Жизнь святого всегда воспринималась как пример. В житиях – жанре, достигшем наивысшего расцвета в Средние века, – слушателей и читателей интересовали в первую очередь не исторические подробности, а воплощение подвижником христианского идеала святости.
Многие жития создавались по образцу других, более ранних текстов спустя не только годы, но и столетия после смерти святого, о котором порой не имелось практически никакой информации. Неудивительно, что современному читателю нередко бывает сложно за житийным образом разглядеть реального человека из плоти и крови.

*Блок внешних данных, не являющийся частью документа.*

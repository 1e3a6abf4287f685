#![allow(unreachable_pub)]
#![allow(clippy::needless_pass_by_value)]

//! # Macros
//!
//! Procedural macros for the data binding crates.
//! `data_model` turns a plain struct into a reflectively bound model and `data_error`
//! wires context and conversions into error enums.
//!
//! ## Usage
//! Consumers normally go through the `databind` facade, which re-exports both macros:
//! ```toml
//! [dependencies]
//! databind = { path = "../crates/databind" }
//! ```
//!
//! The examples below are `ignore`d because this crate cannot depend on the runtime it expands into.

mod macros;

use proc_macro::TokenStream;
use syn::{DeriveInput, parse_macro_input};

/// Attribute macro that binds a struct's named fields to model parameters.
///
/// The struct keeps its definition; the macro strips its helper attributes and adds
/// implementations of `Describable` and `DataValue`, so the type can be handed to
/// `by_reflection` or nested inside other models.
///
/// # Arguments
///
/// * `display_name = "..."` - Human-readable name. Defaults to the type's simple name.
/// * `help = "..."` - Model help text. Defaults to the struct's doc comment.
/// * `deprecated` - Marks the model deprecated. `#[deprecated]` on the struct does the same.
/// * `crate = "path"` - Path to the kernel crate. Defaults to `::databind_kernel`.
///
/// # Field Attributes
///
/// Fields are mandatory parameters unless they say otherwise. `Option<T>` fields are
/// optional and omitted on write when `None`.
///
/// * `#[data(rename = "...")]` - Parameter name differs from the field name.
/// * `#[data(optional)]` / `#[data(default)]` - Optional; absent reads fall back to
///   `Default` and values equal to the default are not written.
/// * `#[data(deprecated)]` - Deprecated parameter. `#[deprecated]` on the field works too.
/// * `#[data(help = "...")]` - Parameter help. Defaults to the field's doc comment.
/// * `#[data(skip)]` - Not a parameter; filled from `Default` on read.
///
/// # Errors
/// Emits a compile-time error for enums, tuple structs, borrowed generics,
/// unknown arguments and two fields bound to the same parameter name.
///
/// # Example
///
/// ```rust,ignore
/// use databind::prelude::*;
///
/// /// Runs a shell script.
/// #[data_model(display_name = "Shell Script")]
/// #[derive(Debug, Clone, PartialEq)]
/// pub struct Shell {
///     pub script: String,
///     #[data(default)]
///     pub return_status: bool,
///     pub label: Option<String>,
/// }
///
/// let model = by_reflection::<Shell>()?;
/// assert_eq!(model.render(), "Shell(script, return_status?, label?)");
/// ```
#[proc_macro_attribute]
pub fn data_model(args: TokenStream, item: TokenStream) -> TokenStream {
    let input = parse_macro_input!(item as DeriveInput);
    macros::model::expand_model(args.into(), input).into()
}

/// A high-level attribute macro for defining domain-specific error enums.
///
/// # Features
///
/// * **Automatic Derives**: Injects `#[derive(Debug, thiserror::Error)]` when missing.
/// * **Context Support**: Generates a companion `...Ext` trait that adds `.context()`
///   to any `Result` that can be converted into this error type.
/// * **Standard Conversions**: Implements `From<T>` for variants containing a `#[source]` field,
///   enabling the use of the `?` operator for upstream errors.
/// * **Internal Fallback**: Provides `From<&str>` and `From<String>` implementations
///   if an `Internal` variant is present.
///
/// # Requirements
///
/// 1. The macro must be applied to an **enum**.
/// 2. Variants that support context must include a `context: Option<Cow<'static, str>>` field.
/// 3. Variants wrapping external errors must include a `source: T` field or a field marked
///    with `#[source]`/`#[from]` (compatible with `thiserror`), next to a context field.
/// 4. Tuple or unit variants are rejected.
///
/// # Example
///
/// ```rust,ignore
/// use databind_derive::data_error;
/// use std::borrow::Cow;
///
/// #[data_error]
/// pub enum LoadError {
///     #[error("IO error{}: {source}", format_context(.context))]
///     Io {
///         #[source]
///         source: std::io::Error,
///         context: Option<Cow<'static, str>>,
///     },
///
///     #[error("Internal fault{}: {message}", format_context(.context))]
///     Internal { message: Cow<'static, str>, context: Option<Cow<'static, str>> },
/// }
///
/// fn load(path: &Path) -> Result<String, LoadError> {
///     let text = std::fs::read_to_string(path).context("reading the document")?;
///     if text.is_empty() {
///         return Err("empty document".into());
///     }
///     Ok(text)
/// }
/// ```
#[proc_macro_attribute]
pub fn data_error(_args: TokenStream, item: TokenStream) -> TokenStream {
    let input = parse_macro_input!(item as DeriveInput);
    macros::error::expand_derive(input).into()
}
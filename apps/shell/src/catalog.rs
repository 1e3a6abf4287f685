//! Sample models of a build pipeline, registered under their simple and display names.

#![allow(deprecated)]

use databind::prelude::*;
use databind::HelpDirectory;
use std::collections::BTreeMap;
use std::sync::Arc;

/// Checks out a Git repository.
///
/// The branch defaults to the remote's default branch.
#[data_model(crate = "databind::kernel", display_name = "Git")]
#[derive(Debug)]
pub struct GitScm {
    /// Remote URL, e.g. `https://example.com/repo.git`.
    url: String,
    branch: Option<String>,
    credentials_id: Option<String>,
    /// Fetch only the tip commit.
    #[data(default)]
    shallow: bool,
}

/// Checks out a Subversion working copy.
#[data_model(crate = "databind::kernel", deprecated)]
#[derive(Debug)]
pub struct Subversion {
    remote: String,
}

/// Runs a shell script.
#[data_model(crate = "databind::kernel")]
#[derive(Debug, PartialEq)]
pub struct Shell {
    script: String,
    /// Record the exit code instead of failing the step.
    #[data(rename = "returnStatus", default)]
    return_status: bool,
}

/// A named group of steps. Stages may nest.
#[data_model(crate = "databind::kernel", display_name = "Pipeline Stage")]
#[derive(Debug, PartialEq)]
pub struct Stage {
    name: String,
    #[data(default)]
    steps: Vec<Shell>,
    #[data(default)]
    stages: Vec<Self>,
    /// Branch pattern the stage is limited to.
    when: Option<String>,
}

/// A declarative pipeline.
#[data_model(crate = "databind::kernel")]
#[derive(Debug)]
pub struct Pipeline {
    /// Label expression selecting the build agent.
    agent: String,
    scm: Option<GitScm>,
    stages: Vec<Stage>,
    #[data(default)]
    environment: BTreeMap<String, String>,
    #[data(default)]
    retries: u8,
    #[deprecated]
    node: Option<String>,
}

/// Registers every catalog model, consulting `help` before doc comments.
///
/// # Errors
/// Fails when a model declares an invalid parameter set.
pub fn registry(help: Option<HelpDirectory>) -> Result<ModelRegistry, DataError> {
    let mut registry = ModelRegistry::new();
    if let Some(help) = help {
        registry = registry.with_help_source(Arc::new(help));
    }
    registry.register::<GitScm>()?;
    registry.register::<Subversion>()?;
    registry.register::<Shell>()?;
    registry.register::<Stage>()?;
    registry.register::<Pipeline>()?;
    Ok(registry)
}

Книга, которую вы держите в руках, продолжает серию «Святые в истории». Ее автор – писательница Ольга Клюкина обращается к историческим свидетельствам, чтобы воссоздать биографии святых различных эпох. Биографии помещены в широкий исторический контекст, позволяющий ярко представить реальную жизнь подвижников веры. Несмотря на обилие исторических фактов, книга читается удивительно легко, на одном дыхании. Рассказывая о святых прошлых столетий живым современным языком, автор делает их близкими и понятными сегодняшнему читателю. Серия выстроена по хронологическому принципу. Ключевые моменты истории Церкви и святости каждого периода раскрываются через жизнеописания девяти святых.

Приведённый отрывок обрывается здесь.